Lui notò una foglia incastrata tra i suoi capelli e capì che doveva essere stato al parco, ad un isolato da casa loro, dove di solito Cas andava quando aveva bisogno di riflettere o di quiete. Era stato lì per tutto il tempo, con quel freddo?
Di solito, a quel punto, Dean si sarebbe alzato, avrebbe raccolto quella fogliolina dai suoi capelli con un sorriso e l’avrebbe abbracciato per scaldarlo. Ma quando incontrò il suo sguardo, Castiel abbassò gli occhi e disse: «Devo preparare la lezione per domani» superandolo e prendendo la direzione delle scale, per chiudersi nel proprio studio.
Lui rimase lì seduto ancora per un minuto, il tempo di sentire la porta al piano di sopra sbattere con un tonfo attutito, poi si alzò, prese le chiavi della macchina ed uscì. Se il suo angelo non lo voleva tra i piedi, non gli avrebbe imposto la sua presenza.
Guidò per più di un’ora, vagando senza meta, ma stavolta nemmeno la sensazione della sua adorata bambina sotto il culo riuscì a farlo sentire meglio. Riprese la strada di casa solo quando si rese conto che era quasi ora di pranzo.
Quando rientrò, il piano di sotto era deserto; Castiel doveva essere ancora chiuso nel suo studio. La casa era silenziosa, come se fosse disabitata. Niente TV accesa, niente radio o elettrodomestici in funzione, niente voce del suo angelo che canticchiava mentre riordinava il disordine che causava lui.

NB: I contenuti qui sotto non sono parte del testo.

//! Tests for metrics integration.
//!
//! Uses `metrics_util::debugging::DebuggingRecorder` to capture and assert
//! on emitted metrics without needing a real exporter.

use std::sync::Arc;
use std::time::Duration;

use async_trait::async_trait;
use metrics_util::MetricKind;
use metrics_util::debugging::{DebugValue, DebuggingRecorder};
use serde_json::{Value, json};

use rescache::{
    CacheConfig, CacheError, CacheStore, EntityId, Page, ResourceApi, ResourceCache, Result,
    Schema, telemetry,
};

// ============================================================================
// Mock API
// ============================================================================

struct EchoApi;

#[async_trait]
impl ResourceApi for EchoApi {
    async fn fetch_entities(&self, _entity_type: &str, ids: &[EntityId]) -> Result<Vec<Value>> {
        Ok(ids.iter().map(|id| json!({"id": id})).collect())
    }

    async fn fetch_relation_page(
        &self,
        _entity_type: &str,
        _id: &EntityId,
        _relation: &str,
        _cursor: Option<&str>,
    ) -> Result<Page> {
        Err(CacheError::Http("relations unavailable".into()))
    }
}

// ============================================================================
// Snapshot type alias for readability
// ============================================================================

type SnapshotVec = Vec<(
    metrics_util::CompositeKey,
    Option<metrics::Unit>,
    Option<metrics::SharedString>,
    DebugValue,
)>;

// ============================================================================
// Helpers
// ============================================================================

/// Sum all counter values matching a name and, optionally, one label.
fn counter_total(snapshot: &SnapshotVec, name: &str, label: Option<(&str, &str)>) -> u64 {
    snapshot
        .iter()
        .filter(|(key, _, _, _)| key.kind() == MetricKind::Counter && key.key().name() == name)
        .filter(|(key, _, _, _)| {
            label.is_none_or(|(k, v)| {
                key.key()
                    .labels()
                    .any(|label| label.key() == k && label.value() == v)
            })
        })
        .map(|(_, _, _, value)| match value {
            DebugValue::Counter(v) => *v,
            _ => 0,
        })
        .sum()
}

fn histogram_values(snapshot: &SnapshotVec, name: &str) -> Vec<f64> {
    snapshot
        .iter()
        .filter(|(key, _, _, _)| key.kind() == MetricKind::Histogram && key.key().name() == name)
        .flat_map(|(_, _, _, value)| match value {
            DebugValue::Histogram(values) => values.iter().map(|v| v.into_inner()).collect(),
            _ => Vec::new(),
        })
        .collect()
}

// ============================================================================
// Store metrics
// ============================================================================

#[test]
fn lookups_are_counted_by_outcome() {
    let recorder = DebuggingRecorder::new();
    let snapshotter = recorder.snapshotter();

    metrics::with_local_recorder(&recorder, || {
        let mut store = CacheStore::new(Schema::community());
        store.read("project", "p1").unwrap();
        store
            .store_entities("project", vec![json!({"id": "p1"})])
            .unwrap();
        store.read("project", "p1").unwrap();
        store.read("project", "p1").unwrap();
        store.invalidate("project", "p1").unwrap();
        store.read("project", "p1").unwrap();
    });

    let snapshot = snapshotter.snapshot().into_vec();
    let name = telemetry::LOOKUPS_TOTAL;
    assert_eq!(counter_total(&snapshot, name, Some(("outcome", "miss"))), 1);
    assert_eq!(counter_total(&snapshot, name, Some(("outcome", "hit"))), 2);
    assert_eq!(counter_total(&snapshot, name, Some(("outcome", "stale"))), 1);
    assert_eq!(counter_total(&snapshot, name, Some(("entity_type", "project"))), 4);
}

#[test]
fn rejected_writes_are_counted() {
    let recorder = DebuggingRecorder::new();
    let snapshotter = recorder.snapshotter();

    metrics::with_local_recorder(&recorder, || {
        let mut store = CacheStore::new(Schema::community());
        let older = store.issue_ticket();
        store
            .store_entities("user", vec![json!({"id": 1, "v": "new"})])
            .unwrap();
        let written = store
            .apply_entities("user", vec![json!({"id": 1, "v": "old"})], older)
            .unwrap();
        assert_eq!(written, 0);
    });

    let snapshot = snapshotter.snapshot().into_vec();
    assert_eq!(
        counter_total(&snapshot, telemetry::STALE_WRITES_REJECTED_TOTAL, None),
        1
    );
}

// ============================================================================
// Coordinator metrics
// ============================================================================

/// Runs the cache on a current-thread runtime so every spawned task sees the
/// thread-local recorder.
#[test]
fn dispatches_and_failures_are_recorded() {
    let recorder = DebuggingRecorder::new();
    let snapshotter = recorder.snapshotter();

    metrics::with_local_recorder(&recorder, || {
        let runtime = tokio::runtime::Builder::new_current_thread()
            .enable_all()
            .build()
            .unwrap();
        runtime.block_on(async {
            let cache = ResourceCache::builder()
                .api(Arc::new(EchoApi))
                .config(
                    CacheConfig::new()
                        .request_window(Duration::from_millis(10))
                        .response_window(Duration::from_millis(5))
                        .batch_size(2),
                )
                .build()
                .unwrap();
            cache
                .submit([
                    rescache::FetchRequest::entities("user", [1, 2, 3]),
                    rescache::FetchRequest::relation("team", 9, "projects"),
                ])
                .unwrap();
            tokio::time::sleep(Duration::from_millis(200)).await;
        });
    });

    let snapshot = snapshotter.snapshot().into_vec();
    let dispatched = telemetry::REQUESTS_DISPATCHED_TOTAL;
    assert_eq!(counter_total(&snapshot, dispatched, Some(("kind", "entities"))), 2);
    assert_eq!(counter_total(&snapshot, dispatched, Some(("kind", "relation"))), 1);
    assert_eq!(
        counter_total(&snapshot, telemetry::FETCH_ERRORS_TOTAL, Some(("kind", "relation"))),
        1
    );

    let mut sizes = histogram_values(&snapshot, telemetry::BATCH_SIZE);
    sizes.sort_by(f64::total_cmp);
    assert_eq!(sizes, vec![1.0, 2.0]);
}

#[tokio::test]
async fn metrics_are_noop_without_recorder() {
    // Verify no panics when no recorder is installed.
    let mut store = CacheStore::new(Schema::community());
    store.read("team", 1).unwrap();
    store.store_entities("team", vec![json!({"id": 1})]).unwrap();
}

Infilò le chiavi nella tasca della giacca in pelle, lanciò quest’ultima sul divano - ignorando come al solito l’attaccapanni nell’ingresso -, poi raggiunse l’angolo cottura con aria accigliata, deciso a riempire quel silenzio. In realtà toccava a Castiel cucinare, era il suo turno visto che lui aveva preparato la colazione, ma Dean mise comunque insieme un pranzo veloce, anche se non aveva fame.
Una volta pronto, attese qualche minuto, sperando che il compagno scendesse di sua iniziativa. Poi, non sentendolo arrivare, salì le scale, sperando che - come al solito - fosse semplicemente troppo immerso nei suoi studi per accorgersi di che ora fosse.
Dean non era abituato a bussare, ma una volta tanto si chiese se fosse il caso di farlo, però aggrottò subito la fronte e ci ripensò. Non avrebbe cominciato adesso con i formalismi, dopo più di due anni di convivenza. Avrebbe cercato di comportarsi il più normale possibile. D’altronde, si era scusato e gli aveva anche lasciato il suo spazio, senza fargli pressioni, che diavolo poteva fare di più?
Aprì la porta appena il tanto che bastava per infilarci la testa. Castiel era chino sulla scrivania, l’espressione seria, una risma di fogli tra le mani e gli occhiali da lettura - che portava solo quando aveva gli occhi affaticati - appesi alla punta del suo nasino; non si era accorto della sua presenza. Di solito, Dean ne avrebbe approfittato per ammirarlo indisturbato per qualche minuto, stavolta invece soffiò un piccolo: «Ehi» per richiamare la sua attenzione.
Il compagno sbatté le ciglia come se stesse uscendo da un sogno, prima di sollevare lo sguardo su di lui.
«Il pranzo è pronto» disse allora Dean.
Le mani di Castiel, che stringevano ancora i fogli, ebbero una piccola contrazione nervosa, poi la sua testa si inclinò di lato, quasi non avesse capito le sue parole. Lui deglutì a fatica, sfregandosi i palmi sudati sui jeans e resistendo alla tentazione di portarlo via di peso. Si chiese se la guerra del silenzio dovesse continuare ancora per molto. Quanto a lungo Cas aveva intenzione di mantenere quell’atteggiamento passivo-aggressivo?
«Arrivo tra un minuto» lo rassicurò il professorino, riscuotendolo da quelle elucubrazioni.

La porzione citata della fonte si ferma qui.